* _Work item_: Transcribe the full listing so that each line reads as it does in the original.

====== Material for this exercise ======

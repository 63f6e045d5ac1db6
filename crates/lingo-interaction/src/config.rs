//! Configuration file management for Lingo.
//!
//! Supports reading secrets from `~/.config/lingo/secret.json`, with
//! environment variables as a fallback.

use lingo_core::{LingoError, Result};
use serde::Deserialize;
use std::env;
use std::fs;
use std::path::PathBuf;

/// Default model used when none is configured.
pub const DEFAULT_MODEL: &str = "claude-sonnet-4-20250514";

/// Root configuration structure for secret.json
#[derive(Debug, Clone, Deserialize)]
pub struct SecretConfig {
    pub api_key: String,
    #[serde(default)]
    pub model_name: Option<String>,
}

/// Resolved API credentials for the hosted-LLM transforms.
#[derive(Debug, Clone)]
pub struct ApiCredentials {
    pub api_key: String,
    pub model: String,
}

impl ApiCredentials {
    /// Loads credentials with the usual priority:
    ///
    /// 1. `~/.config/lingo/secret.json`
    /// 2. Environment variables (`LINGO_API_KEY`, `LINGO_MODEL_NAME`)
    ///
    /// # Errors
    ///
    /// Returns [`LingoError::Config`] if no API key can be found in
    /// either location.
    pub fn load() -> Result<Self> {
        if let Ok(secret) = load_secret_config() {
            return Ok(Self {
                api_key: secret.api_key,
                model: secret.model_name.unwrap_or_else(|| DEFAULT_MODEL.to_string()),
            });
        }

        let api_key = env::var("LINGO_API_KEY").map_err(|_| {
            LingoError::config(
                "LINGO_API_KEY not found in ~/.config/lingo/secret.json or environment variables",
            )
        })?;
        let model = env::var("LINGO_MODEL_NAME").unwrap_or_else(|_| DEFAULT_MODEL.to_string());

        Ok(Self { api_key, model })
    }
}

/// Loads the secret configuration file from ~/.config/lingo/secret.json
pub fn load_secret_config() -> Result<SecretConfig> {
    let config_path = get_config_path()?;

    if !config_path.exists() {
        return Err(LingoError::config(format!(
            "Configuration file not found at: {}",
            config_path.display()
        )));
    }

    let content = fs::read_to_string(&config_path).map_err(|e| {
        LingoError::config(format!(
            "Failed to read configuration file at {}: {}",
            config_path.display(),
            e
        ))
    })?;

    serde_json::from_str(&content).map_err(|e| {
        LingoError::config(format!(
            "Failed to parse configuration file at {}: {}",
            config_path.display(),
            e
        ))
    })
}

/// Returns the path to the configuration file: ~/.config/lingo/secret.json
fn get_config_path() -> Result<PathBuf> {
    let home = dirs::home_dir()
        .ok_or_else(|| LingoError::config("Could not determine home directory"))?;
    Ok(home.join(".config").join("lingo").join("secret.json"))
}
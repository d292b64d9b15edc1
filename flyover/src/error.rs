use thiserror::Error;

#[derive(Error, Debug)]
pub enum FlyoverError {
    #[error("flight line needs at least {needed} waypoints, got {got}")]
    PathTooShort { needed: usize, got: usize },

    #[error("flight line elevation profile contains no valid samples")]
    EmptyProfile,
}

#[derive(Error, Debug)]
pub enum AssemblyError {
    #[error("flyover path has no waypoints")]
    EmptyPath,

    #[error("scene host returned no object for {0}")]
    HostObject(&'static str),
}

======

* _Written solution_:
repository 63f6e045d5ac1db6
filename crates/lingo-interaction/src/config.rs
//! Configuration file management for Lingo.
//!
//! Supports reading secrets from `~/.config/lingo/secret.json`, with
//! environment variables as a fallback.

use lingo_core::{LingoError, Result};
use serde::Deserialize;
use std::env;
use std::fs;
use std::path::PathBuf;

/// Default model used when none is configured.
pub const DEFAULT_MODEL: &str = "claude-sonnet-4-20250514";

/// Root configuration structure for secret.json
#[derive(Debug, Clone, Deserialize)]
pub struct SecretConfig {
    pub api_key: String,
    #[serde(default)]
    pub model_name: Option<String>,
}

/// Resolved API credentials for the hosted-LLM transforms.
#[derive(Debug, Clone)]
pub struct ApiCredentials {
    pub api_key: String,
    pub model: String,
}

impl ApiCredentials {
    /// Loads credentials with the usual priority:
    ///
    /// 1. `~/.config/lingo/secret.json`
    /// 2. Environment variables (`LINGO_API_KEY`, `LINGO_MODEL_NAME`)
    ///
    /// # Errors
    ///
    /// Returns [`LingoError::Config`] if no API key can be found in
    /// either location.
    pub fn load() -> Result<Self> {
        if let Ok(secret) = load_secret_config() {
            return Ok(Self {
                api_key: secret.api_key,
                model: secret.model_name.unwrap_or_else(|| DEFAULT_MODEL.to_string()),
            });
        }

        let api_key = env::var("LINGO_API_KEY").map_err(|_| {
            LingoError::config(
                "LINGO_API_KEY not found in ~/.config/lingo/secret.json or environment variables",
            )
        })?;
        let model = env::var("LINGO_MODEL_NAME").unwrap_or_else(|_| DEFAULT_MODEL.to_string());

        Ok(Self { api_key, model })
    }
}

/// Loads the secret configuration file from ~/.config/lingo/secret.json
pub fn load_secret_config() -> Result<SecretConfig> {
    let config_path = get_config_path()?;

    if !config_path.exists() {
        return Err(LingoError::config(format!(
            "Configuration file not found at: {}",
            config_path.display()
        )));
    }

    let content = fs::read_to_string(&config_path).map_err(|e| {
        LingoError::config(format!(
            "Failed to read configuration file at {}: {}",
            config_path.display(),
            e
        ))
    })?;

    serde_json::from_str(&content).map_err(|e| {
        LingoError::config(format!(
            "Failed to parse configuration file at {}: {}",
            config_path.display(),
            e
        ))
    })
}

/// Returns the path to the configuration file: ~/.config/lingo/secret.json
fn get_config_path() -> Result<PathBuf> {
    let home = dirs::home_dir()
        .ok_or_else(|| LingoError::config("Could not determine home directory"))?;
    Ok(home.join(".config").join("lingo").join("secret.json"))
}
repository d292b64d9b15edc1
filename flyover/src/error.rs
use thiserror::Error;

#[derive(Error, Debug)]
pub enum FlyoverError {
    #[error("flight line needs at least {needed} waypoints, got {got}")]
    PathTooShort { needed: usize, got: usize },

    #[error("flight line elevation profile contains no valid samples")]
    EmptyProfile,
}

#[derive(Error, Debug)]
pub enum AssemblyError {
    #[error("flyover path has no waypoints")]
    EmptyPath,

    #[error("scene host returned no object for {0}")]
    HostObject(&'static str),
}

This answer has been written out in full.